Resumo: Registros oficiais: Força Aérea Brasileira (FAB) catalogou 18 ocorrências com Fenômenos Anômalos Não Identificados (UAP/óvni). Quem reportou: Notificações partiram de tripulações comerciais e operadores de tráfego aéreo em serviço. Pontos críticos: Rotas nos céus de Santa Catarina, Rio Grande do Sul e São Paulo concentraram a maior parte dos avistamentos. Padrão dos relatos: Tripulações descreveram pontos luminosos com variações bruscas de velocidade, trajetórias circulares e mudanças súbitas de altitude. Posição institucional: A FAB apenas cataloga as ocorrências e transfere os arquivos para o Arquivo Nacional, sem emitir parecer conclusivo sobre a origem dos objetos.
Dezoito relatórios de avistamento de Fenômenos Aéreos Não Identificados (UAP/óvni) entraram nos registros oficiais da Força Aérea Brasileira (FAB). Os documentos, compilados pelo Comando da Aeronáutica e transferidos para o acervo público do Arquivo Nacional, detalham ocorrências presenciadas por pilotos de linhas aéreas e controladores de voo.

Os dados confirmam que a maior concentração de relatos ocorreu nas regiões Sul e Sudeste. Voos em rota sobre os estados de Santa Catarina, Rio Grande do Sul e São Paulo registraram a maioria dos eventos luminosos noturnos em altitudes de cruzeiro.
Luzes em zigue-zague e manobras sem registro de plano de voo
Os depoimentos técnicos descrevem luzes de coloração branca, azulada ou avermelhada que se deslocavam em velocidades incompatíveis com aeronaves comerciais regulares. Em diversos casos, os comandantes relataram manobras em zigue-zague, círculos contínuos e acelerações súbitas sem sinal emitido por transponder.

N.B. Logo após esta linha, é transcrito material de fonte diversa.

impl<'a> SnapshotAdapter<'a> {
    /// Create an adapter for the default schema of the database.
    pub fn new(source: &'a dyn MetadataSource, dialect: DatabaseDialect) -> Self {
        Self {
            source,
            reader: InformationSchemaReader::new(source),
            dialect: SpannerDialect::new(dialect),
            catalog: String::new(),
            schema: String::new(),
            columns: RefCell::new(HashMap::new()),
        }
    }

    /// Restrict the pass to a catalog and schema.
    #[must_use]
    pub fn with_schema(mut self, catalog: impl Into<String>, schema: impl Into<String>) -> Self {
        self.catalog = catalog.into();
        self.schema = schema.into();
        self
    }

    fn table_ref(&self, table: &str) -> TableRef {
        TableRef {
            catalog_name: Some(self.catalog.clone()),
            schema_name: Some(self.schema.clone()),
            table_name: table.to_string(),
        }
    }

    fn query(
        &self,
        sql: &str,
        params: &[&str],
        what: impl FnOnce() -> String,
    ) -> Result<Vec<MetadataRow>> {
        self.source
            .query(sql, params)
            .map_err(|e| MigrateError::metadata_with(what(), e))
    }

    /// Snapshot of the schema object itself, without the catalog attribute.
    pub fn snapshot_schema(&self, mut schema: Schema) -> Schema {
        schema.attributes.remove(CATALOG_ATTRIBUTE);
        schema
    }

    /// Always empty. Uniqueness on Spanner is expressed with unique indexes.
    pub fn unique_constraints(&self, _table: Option<&str>) -> Vec<UniqueConstraint> {
        Vec::new()
    }

    /// Base tables of the schema with their interleave parents.
    pub fn tables(&self) -> Result<Vec<Table>> {
        let rows = self.query(TABLES_QUERY, &[&self.catalog, &self.schema], || {
            format!("Error reading tables of schema '{}'", self.schema)
        })?;
        Ok(rows
            .iter()
            .filter_map(|row| {
                let name = row.get_str("TABLE_NAME")?;
                Some(Table {
                    schema: self.schema.clone(),
                    name: name.to_string(),
                    interleaved_in: row
                        .get_str("PARENT_TABLE_NAME")
                        .filter(|p| !p.is_empty())
                        .map(str::to_string),
                    ..Default::default()
                })
            })
            .collect())
    }

    /// Columns of a table with their defaults. Cached for the pass.
    pub fn columns(&self, table: &str) -> Result<Vec<Column>> {
        if let Some(cached) = self.columns.borrow().get(table) {
            return Ok(cached.clone());
        }

        let rows = self.query(
            COLUMNS_QUERY,
            &[&self.catalog, &self.schema, table],
            || format!("Error reading columns of table {}", table),
        )?;

        let mut columns = Vec::with_capacity(rows.len());
        for row in &rows {
            let Some(name) = row.get_str("COLUMN_NAME") else {
                continue;
            };
            let column_ref = ColumnRef::new(self.table_ref(table), name);
            columns.push(Column {
                name: name.to_string(),
                data_type: self.column_type(row, &column_ref)?,
                is_nullable: row.get_bool("IS_NULLABLE").unwrap_or(true),
                ordinal_pos: row
                    .get_i64("ORDINAL_POSITION")
                    .and_then(|p| i32::try_from(p).ok())
                    .unwrap_or(0),
                default_value: self.column_default(&column_ref)?,
            });
        }

        debug!("{}: {} columns", table, columns.len());
        self.columns
            .borrow_mut()
            .insert(table.to_string(), columns.clone());
        Ok(columns)
    }

    fn column_type(&self, row: &MetadataRow, column: &ColumnRef) -> Result<String> {
        if !self.dialect.is_postgresql() {
            return Ok(row.get_str("SPANNER_TYPE").unwrap_or_default().to_string());
        }
        let data_type = self
            .reader
            .spanner_type(column)?
            .or_else(|| row.get_str("SPANNER_TYPE").map(str::to_string))
            .unwrap_or_default();
        Ok(normalize_pg_type(&data_type))
    }

    fn column_default(&self, column: &ColumnRef) -> Result<Option<ColumnDefault>> {
        Ok(self.reader.column_default(column)?.map(|value| {
            if self.dialect.is_function(&value) {
                ColumnDefault::Function(value)
            } else {
                ColumnDefault::Literal(value)
            }
        }))
    }

    /// Indexes of a table in name order, one per index name.
    pub fn indexes(&self, table: &str) -> Result<Vec<Index>> {
        let rows = self.query(
            INDEXES_QUERY,
            &[&self.catalog, &self.schema, table],
            || format!("Error reading indexes of table {}", table),
        )?;
        Ok(merge_index_rows(&rows, Some(table)))
    }

    /// Indexes of every table in the schema.
    pub fn all_indexes(&self) -> Result<Vec<Index>> {
        let rows = self.query(ALL_INDEXES_QUERY, &[&self.catalog, &self.schema], || {
            format!("Error reading indexes of schema '{}'", self.schema)
        })?;
        Ok(merge_index_rows(&rows, None))
    }

    /// Find the index matching `example`.
    ///
    /// A named example matches by name. Otherwise the key columns must
    /// match, and the table's primary key index is preferred over a
    /// secondary index on the same columns.
    pub fn find_index(&self, example: &Index) -> Result<Option<Index>> {
        let indexes: Vec<Index> = self
            .indexes(&example.table)?
            .into_iter()
            .filter(|i| i.table == example.table)
            .collect();
        if !example.name.is_empty() {
            return Ok(indexes.into_iter().find(|i| i.name == example.name));
        }

        let mut fallback = None;
        for index in indexes
            .into_iter()
            .filter(|i| i.has_columns(&example.columns))
        {
            if index.is_clustered {
                return Ok(Some(index));
            }
            if fallback.is_none() {
                fallback = Some(index);
            }
        }
        Ok(fallback)
    }

    /// Named foreign keys declared on a table. Interleave relationships are
    /// not foreign keys and are left out.
    pub fn foreign_keys(&self, table: &str) -> Result<Vec<ForeignKey>> {
        let rows = self.query(
            FOREIGN_KEY_COLUMNS_QUERY,
            &[&self.catalog, &self.schema, table],
            || format!("Could not retrieve foreign keys for table {}", table),
        )?;

        let mut found: Vec<ForeignKey> = Vec::new();
        for row in &rows {
            let Some(name) = row.get_str("CONSTRAINT_NAME").filter(|n| !n.is_empty()) else {
                continue;
            };
            let column = row.get_str("COLUMN_NAME").unwrap_or_default().to_string();
            let ref_column = row
                .get_str("REFERENCED_COLUMN_NAME")
                .unwrap_or_default()
                .to_string();

            match found.iter_mut().find(|fk| fk.name == name) {
                Some(fk) => {
                    fk.columns.push(column);
                    fk.ref_columns.push(ref_column);
                }
                None => found.push(ForeignKey {
                    name: name.to_string(),
                    table: row.get_str("TABLE_NAME").unwrap_or(table).to_string(),
                    columns: vec![column],
                    ref_table: row
                        .get_str("REFERENCED_TABLE_NAME")
                        .unwrap_or_default()
                        .to_string(),
                    ref_columns: vec![ref_column],
                }),
            }
        }
        Ok(found)
    }

    /// Look up one foreign key. An unnamed example is an interleave
    /// relationship and is never found.
    pub fn find_foreign_key(&self, table: &str, name: Option<&str>) -> Result<Option<ForeignKey>> {
        let Some(name) = name.filter(|n| !n.is_empty()) else {
            return Ok(None);
        };
        Ok(self
            .foreign_keys(table)?
            .into_iter()
            .find(|fk| fk.name.eq_ignore_ascii_case(name)))
    }

    /// Sequences of the schema, one per name.
    pub fn sequences(&self) -> Result<Vec<Sequence>> {
        let rows = self.query(SEQUENCES_QUERY, &[&self.catalog, &self.schema], || {
            format!("Error reading sequences of schema '{}'", self.schema)
        })?;
        Ok(rows
            .iter()
            .filter_map(|row| {
                Some(Sequence {
                    name: row.get_str("SEQUENCE_NAME")?.to_string(),
                    kind: row.get_str("SEQUENCE_KIND").map(str::to_string),
                    skip_range_min: row.get_i64("SKIP_RANGE_MIN"),
                    skip_range_max: row.get_i64("SKIP_RANGE_MAX"),
                    start_value: row.get_i64("START_VALUE"),
                })
            })
            .collect())
    }

    /// Read the whole schema.
    pub fn snapshot(&self) -> Result<DatabaseSnapshot> {
        let mut tables = self.tables()?;
        for table in &mut tables {
            table.columns = self.columns(&table.name)?;
            table.indexes = self.indexes(&table.name)?;
            table.primary_key = table
                .indexes
                .iter()
                .find(|i| i.is_clustered)
                .map(|i| i.columns.clone())
                .unwrap_or_default();
            table.foreign_keys = self.foreign_keys(&table.name)?;
        }
        let sequences = self.sequences()?;

        info!(
            "Snapshot of schema '{}': {} tables, {} sequences",
            self.schema,
            tables.len(),
            sequences.len()
        );
        Ok(DatabaseSnapshot {
            schema: Schema::new(&self.schema),
            tables,
            sequences,
        })
    }
}

/// Group INDEX_COLUMNS rows into one [`Index`] per (table, name).
///
/// Rows of tables other than `table` are dropped when one is given.
fn merge_index_rows(rows: &[MetadataRow], table: Option<&str>) -> Vec<Index> {
    // Every table has an index named PRIMARY_KEY, so merge per table too.
    let mut found: Vec<Index> = Vec::new();
    for row in rows {
        let Some(name) = row.get_str("INDEX_NAME") else {
            continue;
        };
        let row_table = match (row.get_str("TABLE_NAME"), table) {
            (Some(t), Some(wanted)) if t != wanted => continue,
            (Some(t), _) => t,
            (None, Some(wanted)) => wanted,
            (None, None) => continue,
        };
        let position = found
            .iter()
            .position(|i| i.name == name && i.table == row_table);
        let index = match position {
            Some(i) => &mut found[i],
            None => {
                found.push(Index {
                    name: name.to_string(),
                    table: row_table.to_string(),
                    is_unique: row.get_bool("IS_UNIQUE").unwrap_or(false),
                    is_clustered: row.get_str("INDEX_TYPE") == Some(PRIMARY_KEY_INDEX_TYPE),
                    ..Default::default()
                });
                let last = found.len() - 1;
                &mut found[last]
            }
        };

        let column = row.get_str("COLUMN_NAME").unwrap_or_default().to_string();
        let Some(pos) = row.get_i64("ORDINAL_POSITION") else {
            // Stored (non-key) columns have no key position.
            index.included_columns.push(column);
            continue;
        };
        // Key positions are 1-based and bounded by the rows read.
        let Some(slot) = usize::try_from(pos)
            .ok()
            .filter(|p| (1..=rows.len()).contains(p))
            .map(|p| p - 1)
        else {
            debug!("{}.{}: ignoring key position {}", row_table, name, pos);
            continue;
        };
        if index.columns.len() <= slot {
            index.columns.resize(slot + 1, String::new());
            index.descending.resize(slot + 1, false);
        }
        index.columns[slot] = column;
        index.descending[slot] = row
            .get_str("COLUMN_ORDERING")
            .is_some_and(|o| o.eq_ignore_ascii_case("DESC"));
    }
    found
}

Os radares de controle de solo registraram ecos pontuais em parte dos incidentes, enquanto outros eventos foram observados exclusivamente a olho nu pelas tripulações na cabine de comando. Nenhum incidente gerou risco de colisão iminente ou interrupção de pousos e decolagens nos aeroportos monitorados.
A Força Aérea Brasileira cumpre a Portaria nº 551/GC3, norma que determina o envio periódico dessas notificações ao Arquivo Nacional para consulta pública. O Comando da Aeronáutica não executa investigações científicas detalhadas sobre a natureza dos fenômenos e atua estritamente na coleta dos formulários operacionais.
1. Fontes consultadas e checadas para esta reportagem
CNN Brasil: "Pilotos e controladores relataram 18 casos de óvnis no Brasil" (Reportagem da Editoria de Ciência e Tecnologia).
Arquivo Nacional: Acervo Oficial de Objetos Voadores Não Identificados (OVNI/UAP) transferido pelo Comando da Aeronáutica.
Força Aérea Brasileira (FAB): Portaria nº 551/GC3 (Regulamentação do registro e guarda de relatos de tráfego aéreo anômalo).
G1: Acervos e registros históricos de notificações de fenômenos aéreos não identificados no espaço aéreo nacional.